Time = 1.45 (sec) , antiderivative size = 1542, normalized size of antiderivative = 7.17 \[ \int \cos ^4(c+d x) (a+a \sec (c+d x))^{5/2} \left (A+B \sec (c+d x)+C \sec ^2(c+d x)\right ) \, dx=\text {Too large to display} \] Input:
integrate(cos(d*x+c)^4*(a+a*sec(d*x+c))^(5/2)*(A+B*sec(d*x+c)+C*sec(d*x+c) ^2),x, algorithm="giac")
Output:
-1/384*(3*(163*A*sqrt(-a)*a^2*sgn(cos(d*x + c)) + 200*B*sqrt(-a)*a^2*sgn(c os(d*x + c)) + 304*C*sqrt(-a)*a^2*sgn(cos(d*x + c)))*log(abs((sqrt(-a)*tan (1/2*d*x + 1/2*c) - sqrt(-a*tan(1/2*d*x + 1/2*c)^2 + a))^2 - a*(2*sqrt(2) + 3))) - 3*(163*A*sqrt(-a)*a^2*sgn(cos(d*x + c)) + 200*B*sqrt(-a)*a^2*sgn( cos(d*x + c)) + 304*C*sqrt(-a)*a^2*sgn(cos(d*x + c)))*log(abs((sqrt(-a)*ta n(1/2*d*x + 1/2*c) - sqrt(-a*tan(1/2*d*x + 1/2*c)^2 + a))^2 + a*(2*sqrt(2) - 3))) + 4*sqrt(2)*(489*(sqrt(-a)*tan(1/2*d*x + 1/2*c) - sqrt(-a*tan(1/2* d*x + 1/2*c)^2 + a))^14*A*sqrt(-a)*a^3*sgn(cos(d*x + c)) + 600*(sqrt(-a)*t an(1/2*d*x + 1/2*c) - sqrt(-a*tan(1/2*d*x + 1/2*c)^2 + a))^14*B*sqrt(-a)*a ^3*sgn(cos(d*x + c)) + 912*(sqrt(-a)*tan(1/2*d*x + 1/2*c) - sqrt(-a*tan(1/ 2*d*x + 1/2*c)^2 + a))^14*C*sqrt(-a)*a^3*sgn(cos(d*x + c)) - 10269*(sqrt(- a)*tan(1/2*d*x + 1/2*c) - sqrt(-a*tan(1/2*d*x + 1/2*c)^2 + a))^12*A*sqrt(- a)*a^4*sgn(cos(d*x + c)) - 12600*(sqrt(-a)*tan(1/2*d*x + 1/2*c) - sqrt(-a* tan(1/2*d*x + 1/2*c)^2 + a))^12*B*sqrt(-a)*a^4*sgn(cos(d*x + c)) - 19152*( sqrt(-a)*tan(1/2*d*x + 1/2*c) - sqrt(-a*tan(1/2*d*x + 1/2*c)^2 + a))^12*C* sqrt(-a)*a^4*sgn(cos(d*x + c)) + 69885*(sqrt(-a)*tan(1/2*d*x + 1/2*c) - sq rt(-a*tan(1/2*d*x + 1/2*c)^2 + a))^10*A*sqrt(-a)*a^5*sgn(cos(d*x + c)) + 1 03992*(sqrt(-a)*tan(1/2*d*x + 1/2*c) - sqrt(-a*tan(1/2*d*x + 1/2*c)^2 + a) )^10*B*sqrt(-a)*a^5*sgn(cos(d*x + c)) + 137424*(sqrt(-a)*tan(1/2*d*x + 1/2 *c) - sqrt(-a*tan(1/2*d*x + 1/2*c)^2 + a))^10*C*sqrt(-a)*a^5*sgn(cos(d*...

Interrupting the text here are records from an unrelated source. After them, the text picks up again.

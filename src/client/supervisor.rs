//! Connection lifecycle and the cooperative event loop.
//!
//! One [`ConnectionSupervisor`] owns everything per-connection: the byte
//! stream, the frame assembler, the sync state machine, and the
//! reconnect/backoff counters. Its loop interleaves the two duties of the
//! link (draining inbound bytes and emitting outbound events) so socket
//! writes are never concurrent and the frame stream cannot interleave.
//!
//! Suspension points are exactly two: the bounded socket read and the
//! interruptible backoff sleep. The stop signal is checked every iteration,
//! and on shutdown the actuator is commanded to the center of the value
//! range before the socket closes.

use std::collections::VecDeque;
use std::io;
use std::time::{Duration, Instant};

use tokio::io::{AsyncReadExt, AsyncWriteExt};
use tokio::sync::watch;
use tracing::{debug, info, warn};

use crate::channel::{self, ChannelEvent, TopicEvent};
use crate::core::constants::MAX_RECONNECT_BACKOFF;
use crate::core::{DeviceIo, LinkConfig, TetherError};
use crate::sync::{SyncPhase, SyncProtocol};
use crate::ws::{self, FrameAssembler, Opcode, RelayStream};

/// Connection lifecycle, observable by the rest of the system.
///
/// Only the supervisor mutates this; everyone else reads it.
#[derive(Debug, Clone, Copy, PartialEq, Eq)]
pub enum ConnectionState {
    /// No link; waiting out the backoff before the next attempt.
    Disconnected,
    /// Upgrade handshake in flight.
    Handshaking,
    /// Link up and state resynced.
    Connected,
    /// Link up, current state not yet re-published to the partner.
    Resyncing,
}

/// What one bounded read produced.
enum ReadOutcome {
    /// Nothing arrived within the poll window.
    Idle,
    /// Orderly end of stream.
    Eof,
    /// Fresh bytes.
    Data(Vec<u8>),
    /// Transport fault.
    Failed(io::Error),
}

/// Owns one relay link and keeps it alive.
pub struct ConnectionSupervisor<D: DeviceIo> {
    config: LinkConfig,
    device: D,
    state: ConnectionState,
    sync: SyncProtocol,
    assembler: FrameAssembler,
    stream: Option<RelayStream>,
    outbox: VecDeque<TopicEvent>,
    /// Consecutive failed connection attempts.
    attempts: u32,
    /// Successful connections over the supervisor's lifetime.
    reconnects: u32,
    /// Relay `welcome` seen on the current connection.
    channel_ready: bool,
    /// Last time any bytes arrived on the current connection.
    last_rx_at: Instant,
}

impl<D: DeviceIo> ConnectionSupervisor<D> {
    /// Create a supervisor for `device` against the configured relay.
    pub fn new(config: LinkConfig, device: D) -> Result<Self, TetherError> {
        config.validate()?;
        let sync = SyncProtocol::new(&config);
        let assembler = FrameAssembler::new(config.max_message_size);
        Ok(Self {
            config,
            device,
            state: ConnectionState::Disconnected,
            sync,
            assembler,
            stream: None,
            outbox: VecDeque::new(),
            attempts: 0,
            reconnects: 0,
            channel_ready: false,
            last_rx_at: Instant::now(),
        })
    }

    /// Current lifecycle state.
    pub fn state(&self) -> ConnectionState {
        self.state
    }

    /// The sync state machine (partner liveness, sequences).
    pub fn sync(&self) -> &SyncProtocol {
        &self.sync
    }

    /// Successful connections so far.
    pub fn reconnects(&self) -> u32 {
        self.reconnects
    }

    /// Whether the relay has welcomed the current connection.
    pub fn channel_ready(&self) -> bool {
        self.channel_ready
    }

    /// The owned device.
    pub fn device(&self) -> &D {
        &self.device
    }

    /// Drive the link until `stop` flips or reconnects are exhausted.
    ///
    /// Every failure mode short of exhaustion retries with backoff;
    /// [`TetherError::ReconnectExhausted`] is the only error this returns.
    /// In all exits the actuator is parked at the center position and the
    /// socket is closed behind a best-effort Close frame.
    pub async fn run(&mut self, mut stop: watch::Receiver<bool>) -> Result<(), TetherError> {
        info!(device = %self.config.device_name, "supervisor starting");
        let result = loop {
            if *stop.borrow() {
                break Ok(());
            }
            match self.state {
                ConnectionState::Disconnected => {
                    if self.attempts >= self.config.max_reconnect_attempts {
                        break Err(TetherError::ReconnectExhausted {
                            attempts: self.attempts,
                        });
                    }
                    let delay = self.backoff_delay();
                    if !delay.is_zero() {
                        debug!(?delay, attempt = self.attempts, "reconnect backoff");
                        tokio::select! {
                            _ = tokio::time::sleep(delay) => {}
                            changed = stop.changed() => {
                                if changed.is_err() {
                                    break Ok(());
                                }
                                continue;
                            }
                        }
                    }
                    self.attempt_connect().await;
                }
                _ => self.tick_connected().await,
            }
        };
        self.shutdown().await;
        result
    }

    /// Backoff before attempt number `self.attempts`, doubling per failure.
    fn backoff_delay(&self) -> Duration {
        if self.attempts == 0 {
            return Duration::ZERO;
        }
        let factor = 2u32.saturating_pow(self.attempts - 1);
        self.config
            .reconnect_backoff
            .saturating_mul(factor)
            .min(MAX_RECONNECT_BACKOFF)
    }

    async fn attempt_connect(&mut self) {
        self.state = ConnectionState::Handshaking;
        match ws::connect(&self.config).await {
            Ok(established) => {
                let now = Instant::now();
                self.attempts = 0;
                self.reconnects += 1;
                self.stream = Some(established.stream);
                self.assembler.reset();
                self.outbox.clear();
                self.channel_ready = false;
                self.last_rx_at = now;
                self.sync.on_connection_established(now);
                self.state = ConnectionState::Resyncing;
                info!(connections = self.reconnects, "relay link up, resyncing");

                // Frame bytes that rode in behind the handshake response
                // are part of the stream, not garbage.
                if !established.leftover.is_empty() {
                    self.process_bytes(&established.leftover, now);
                }
            }
            Err(e) => {
                self.attempts += 1;
                warn!(error = %e, attempt = self.attempts, "handshake failed");
                self.state = ConnectionState::Disconnected;
            }
        }
    }

    /// One iteration of the connected loop: bounded read, timers, writes.
    async fn tick_connected(&mut self) {
        let outcome = match self.stream.as_mut() {
            Some(stream) => {
                let mut buf = [0u8; 1024];
                match tokio::time::timeout(self.config.read_poll_interval, stream.read(&mut buf))
                    .await
                {
                    Err(_elapsed) => ReadOutcome::Idle,
                    Ok(Ok(0)) => ReadOutcome::Eof,
                    Ok(Ok(n)) => ReadOutcome::Data(buf[..n].to_vec()),
                    Ok(Err(e)) if is_transient(&e) => ReadOutcome::Idle,
                    Ok(Err(e)) => ReadOutcome::Failed(e),
                }
            }
            None => ReadOutcome::Eof,
        };

        let now = Instant::now();
        match outcome {
            ReadOutcome::Idle => {}
            ReadOutcome::Eof => {
                self.transition_disconnected("relay closed the stream");
                return;
            }
            ReadOutcome::Data(bytes) => {
                self.last_rx_at = now;
                self.process_bytes(&bytes, now);
            }
            ReadOutcome::Failed(e) => {
                warn!(error = %e, "read failed");
                self.transition_disconnected("transport error");
                return;
            }
        }

        if self.assembler.close_received() {
            // Teardown without answering; no further writes on this link.
            self.transition_disconnected("close frame from relay");
            return;
        }
        if now.duration_since(self.last_rx_at) > self.config.message_timeout {
            self.transition_disconnected("relay idle timeout");
            return;
        }

        // Due-timers and the local input.
        let value = self.device.read_local_value();
        if let Some(event) = self.sync.on_local_value_changed(value, now) {
            self.outbox.push_back(event);
        }
        if let Some(heartbeat) = self.sync.on_heartbeat_due(now) {
            self.outbox.push_back(heartbeat);
        }
        self.sync.check_partner_liveness(now);
        self.state = match self.sync.phase() {
            SyncPhase::AwaitingResync => ConnectionState::Resyncing,
            _ => ConnectionState::Connected,
        };

        if let Err(e) = self.flush_writes(now).await {
            warn!(error = %e, "write failed");
            self.transition_disconnected("transport error");
        }
    }

    /// Decode frames out of fresh bytes and route the results.
    fn process_bytes(&mut self, bytes: &[u8], now: Instant) {
        for frame in self.assembler.feed(bytes) {
            match channel::unwrap(&frame) {
                ChannelEvent::Welcome => {
                    info!("relay channel ready");
                    self.channel_ready = true;
                }
                ChannelEvent::Topic(event) => {
                    if let Some(value) = self.sync.on_remote_event(&event, now) {
                        debug!(topic = %event.topic, value, "applying remote value");
                        self.device.apply_remote_value(value);
                    }
                }
                ChannelEvent::Ignored => debug!("unrecognized broadcast ignored"),
            }
        }
    }

    /// The single writer: pong replies, then at most one outbound event.
    async fn flush_writes(&mut self, now: Instant) -> io::Result<()> {
        let pongs = self.assembler.take_pongs();
        let max = self.config.max_message_size;
        let Some(stream) = self.stream.as_mut() else {
            return Ok(());
        };

        for pong in pongs {
            match ws::encode(Opcode::Pong, &pong.payload, true, max) {
                Ok(bytes) => stream.write_all(&bytes).await?,
                Err(e) => warn!(error = %e, "dropping unencodable pong"),
            }
        }

        if self.outbox.is_empty() {
            return Ok(());
        }
        if !self.sync.try_send(now) {
            debug!(pending = self.outbox.len(), "rate-limited, retrying next tick");
            return Ok(());
        }
        if let Some(event) = self.outbox.pop_front() {
            match channel::wrap(&event) {
                Ok(payload) => match ws::encode(Opcode::Text, &payload, true, max) {
                    Ok(bytes) => {
                        stream.write_all(&bytes).await?;
                        debug!(topic = %event.topic, "published");
                    }
                    Err(e) => warn!(error = %e, "dropping oversized event"),
                },
                Err(e) => warn!(error = %e, "dropping unserializable event"),
            }
        }
        Ok(())
    }

    fn transition_disconnected(&mut self, reason: &str) {
        info!(reason, "connection lost");
        self.stream = None;
        self.assembler.reset();
        self.outbox.clear();
        self.channel_ready = false;
        self.sync.on_disconnect();
        self.state = ConnectionState::Disconnected;
    }

    /// Park the actuator and close the link.
    async fn shutdown(&mut self) {
        self.device.apply_remote_value(self.config.center_value());
        if let Some(mut stream) = self.stream.take() {
            if let Ok(bytes) = ws::encode(Opcode::Close, &[], true, self.config.max_message_size) {
                let _ = stream.write_all(&bytes).await;
            }
            let _ = stream.shutdown().await;
        }
        self.state = ConnectionState::Disconnected;
        info!("supervisor stopped");
    }
}

fn is_transient(e: &io::Error) -> bool {
    matches!(
        e.kind(),
        io::ErrorKind::WouldBlock | io::ErrorKind::Interrupted | io::ErrorKind::TimedOut
    )
}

Timed out. \[ \int \cos ^4(c+d x) (a+a \sec (c+d x))^{5/2} \left (A+B \sec (c+d x)+C \sec ^2(c+d x)\right ) \, dx=\int {\cos \left (c+d\,x\right )}^4\,{\left (a+\frac {a}{\cos \left (c+d\,x\right )}\right )}^{5/2}\,\left (A+\frac {B}{\cos \left (c+d\,x\right )}+\frac {C}{{\cos \left (c+d\,x\right )}^2}\right ) \,d x \] Input:
int(cos(c + d*x)^4*(a + a/cos(c + d*x))^(5/2)*(A + B/cos(c + d*x) + C/cos( c + d*x)^2),x)
Output:
int(cos(c + d*x)^4*(a + a/cos(c + d*x))^(5/2)*(A + B/cos(c + d*x) + C/cos( c + d*x)^2), x)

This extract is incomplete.